Your gun has been fingerprinted. They are required in some states, Maryland is one I am aware of. I think its easier for the manufacture to include it in all guns they distribute new as they don't know what state it will eventually be sold in.


----------



## Cabin Fever (May 10, 2002)

Every S&W and Kimber hand gun that I've purchased in the last 5 to 10 years came with a spent cartridge shell in a paper envelope. I always thought it was included as proof that the handgun was test fired.


----------



## Common Tator (Feb 19, 2008)

Ballistic fingerprinting. Interesting Youtube report about it from the NRA here: [ame]http://www.youtube.com/watch?v=yAlixegkf0o[/ame]


----------



## Bearfootfarm (Jul 13, 2006)

It's actually pretty stupid with most semi autos since you can switch the "fingerprint" by simply changing the barrel.

More "feel good" regulations that serve no purpose other than to make it harder to obtain a firearm


----------



## ChristyACB (Apr 10, 2008)

All my recent purchases had them too. I asked and was told it was done and my new gun's firing characteristics were included in the national database when the initial sale to the store was made. Before I even bought it. Basically, if anyone is murdered and they retrieve the bullet or drop the shell or what not and they run it through that database, it will come up with the gun that matches and mine is one that is automatically compared.

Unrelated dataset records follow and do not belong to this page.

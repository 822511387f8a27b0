//! 시뮬레이터의 에러 타입.
//!
//! 정상 경로에서는 에러가 발생하지 않습니다. 손상된 모델 파일, 잘못된
//! 시나리오, 설정 로드 실패만 호출자에게 전달됩니다.

use thiserror::Error;

/// 핵심 시뮬레이터 에러.
#[derive(Debug, Error)]
pub enum SimError {
    /// 설정 에러
    #[error("설정 에러: {0}")]
    Config(String),

    /// 모델 파일 형식 에러 (파일은 존재하지만 구조가 잘못됨)
    #[error("모델 형식 에러: {0}")]
    ModelFormat(String),

    /// 잘못된 시나리오
    #[error("잘못된 시나리오: {0}")]
    InvalidScenario(String),

    /// 입출력 에러
    #[error("입출력 에러: {0}")]
    Io(#[from] std::io::Error),

    /// 직렬화 에러
    #[error("직렬화 에러: {0}")]
    Serialization(String),
}

/// 시뮬레이터 작업을 위한 Result 타입.
pub type SimResult<T> = Result<T, SimError>;

impl SimError {
    /// 손상된 에셋으로 인한 에러인지 확인합니다.
    ///
    /// 이 경우 재시도해도 결과가 달라지지 않습니다.
    pub fn is_corrupt_asset(&self) -> bool {
        matches!(self, SimError::ModelFormat(_) | SimError::Serialization(_))
    }
}

impl From<serde_json::Error> for SimError {
    fn from(err: serde_json::Error) -> Self {
        SimError::Serialization(err.to_string())
    }
}

impl From<toml::de::Error> for SimError {
    fn from(err: toml::de::Error) -> Self {
        SimError::Serialization(err.to_string())
    }
}

impl From<config::ConfigError> for SimError {
    fn from(err: config::ConfigError) -> Self {
        SimError::Config(err.to_string())
    }
}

Sort of like whenever they do a DNA test, my DNA is in there being run against it because the military took DNA and gave a receipt that said it was ONLY to be used for identifying remains, then promptly turned around and released into the CRIMINAL database.


----------



## Txrider (Jun 25, 2010)

So buy a new barrel and firing pin..


----------



## unregistered29228 (Jan 9, 2008)

My new handgun had one too - the guy at the store told me it would be used to identify my gun if it were used in a crime. I wasn't thrilled, but what can you do?


----------



## texican (Oct 4, 2003)

I was thinking it was proof that it had been test fired.... last pistola had something to that effect in the packet with the cartridge case...

"Why" would they give you the 'dna' proof bullet??? Wouldn't they keep it for themselves???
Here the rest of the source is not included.